The Pseudomonas aeruginosa Biofilm Matrix Protein CdrA Has Similarities to Other Fibrillar Adhesin Proteins

Abstract

The ability of bacteria to adhere to each other and both biotic and abiotic surfaces is key to biofilm formation, and one way that bacteria adhere is using fibrillar adhesins. Fibrillar adhesins share several key characteristics, including (i) they are extracellular, surface-associated proteins, (ii) they contain an adhesive domain as well as a repetitive stalk domain, and (iii) they are either a monomer or homotrimer (i.e., identical, coiled-coil) of a high molecular weight protein. Pseudomonas aeruginosa uses the fibrillar adhesin called CdrA to promote bacterial aggregation and biofilm formation. Here, the current literature on CdrA is reviewed, including its transcriptional and posttranslational regulation by the second messenger c-di-GMP as well as what is known about its structure and ability to interact with other molecules. I highlight its similarities to other fibrillar adhesins and discuss open questions that remain to be answered toward a better understanding of CdrA.
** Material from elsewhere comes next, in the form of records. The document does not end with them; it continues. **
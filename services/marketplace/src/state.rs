use std::path::PathBuf;

use axum::extract::FromRef;
use sea_orm::DatabaseConnection;

use learnhub_auth_types::cookie::CookieSettings;
use learnhub_auth_types::identity::SessionKey;

use crate::config::MarketplaceConfig;
use crate::infra::cloudinary::CloudinaryClient;
use crate::infra::db::{
    DbCategoryRepository, DbCourseRepository, DbLectureRepository, DbOrderRepository,
    DbReviewRepository, DbSectionRepository, DbUserRepository,
};
use crate::infra::stripe::StripeClient;
use crate::usecase::review::ReviewDeletePolicy;

/// Shared application state passed to every handler via axum `State`.
#[derive(Clone)]
pub struct AppState {
    pub db: DatabaseConnection,
    pub jwt_secret: String,
    pub cookie: CookieSettings,
    pub bcrypt_cost: u32,
    pub upload_dir: PathBuf,
    pub max_upload_bytes: usize,
    pub payments: StripeClient,
    pub webhook_secret: Option<String>,
    pub media: CloudinaryClient,
    pub success_url: String,
    pub public_base_url: String,
    pub review_delete_policy: ReviewDeletePolicy,
}

impl AppState {
    pub fn new(config: MarketplaceConfig, db: DatabaseConnection, http: reqwest::Client) -> Self {
        Self {
            db,
            jwt_secret: config.jwt_secret,
            cookie: CookieSettings {
                domain: config.cookie_domain,
                secure: config.cookie_secure,
            },
            bcrypt_cost: config.bcrypt_cost,
            upload_dir: config.upload_dir,
            max_upload_bytes: config.max_upload_bytes,
            payments: StripeClient {
                http: http.clone(),
                secret_key: config.stripe_secret_key,
                api_base: config.stripe_api_base,
            },
            webhook_secret: config.stripe_webhook_secret,
            media: CloudinaryClient {
                http,
                cloud_name: config.cloudinary_cloud_name,
                api_key: config.cloudinary_api_key,
                api_secret: config.cloudinary_api_secret,
                api_base: config.cloudinary_api_base,
            },
            success_url: config.frontend_success_url,
            public_base_url: config.public_base_url,
            review_delete_policy: config.review_delete_policy,
        }
    }

    pub fn user_repo(&self) -> DbUserRepository {
        DbUserRepository {
            db: self.db.clone(),
        }
    }

    pub fn category_repo(&self) -> DbCategoryRepository {
        DbCategoryRepository {
            db: self.db.clone(),
        }
    }

    pub fn course_repo(&self) -> DbCourseRepository {
        DbCourseRepository {
            db: self.db.clone(),
        }
    }

    pub fn section_repo(&self) -> DbSectionRepository {
        DbSectionRepository {
            db: self.db.clone(),
        }
    }

    pub fn lecture_repo(&self) -> DbLectureRepository {
        DbLectureRepository {
            db: self.db.clone(),
        }
    }

    pub fn order_repo(&self) -> DbOrderRepository {
        DbOrderRepository {
            db: self.db.clone(),
        }
    }

    pub fn review_repo(&self) -> DbReviewRepository {
        DbReviewRepository {
            db: self.db.clone(),
        }
    }
}

impl FromRef<AppState> for SessionKey {
    fn from_ref(state: &AppState) -> Self {
        SessionKey(state.jwt_secret.clone())
    }
}

impl FromRef<AppState> for DatabaseConnection {
    fn from_ref(state: &AppState) -> Self {
        state.db.clone()
    }
}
Keywords: CdrA; Pseudomonas aeruginosa; biofilms; fibrillar adhesin.

FIG 1

Model demonstrating c-di-GMP control of CdrA at both the transcriptional and posttranslational levels. Binding of c-di-GMP to FleQ converts FleQ from a repressor to an activator of cdrAB transcription. CdrA requires the pore, CdrB, to be exported from the periplasm to the extracellular space. The periplasmic protease LapG cleaves CdrA at its C terminus under conditions of low c-di-GMP, resulting in release of CdrA from the bacterial cell surface. Extracellular CdrA can undergo further proteolytic processing by the protease LasB. (Adapted from references and .)

FIG 2

Structural models of CdrA. (A) The structural model of CdrA that was first published is approximately 30 nm from residue 438 to 2105, and it is rich in parallel beta-sheets (10). (B) The more recent model, which was obtained using AlphaFold, is approximately 70 nm from residue 438 to 2105. For both models, the region between residues 438 and 2105 is shown; the putative binding domain is shown in light blue, and the repeat-rich stalk domain is shown in dark blue.

FIG 3

Structural representations of CdrA. (A) Different domains, including domains predicted from homology modeling, and their locations are indicated schematically (10). (B) A WebLogo summary showing the 14 imperfect repeats of approximately 81 amino acids within CdrA.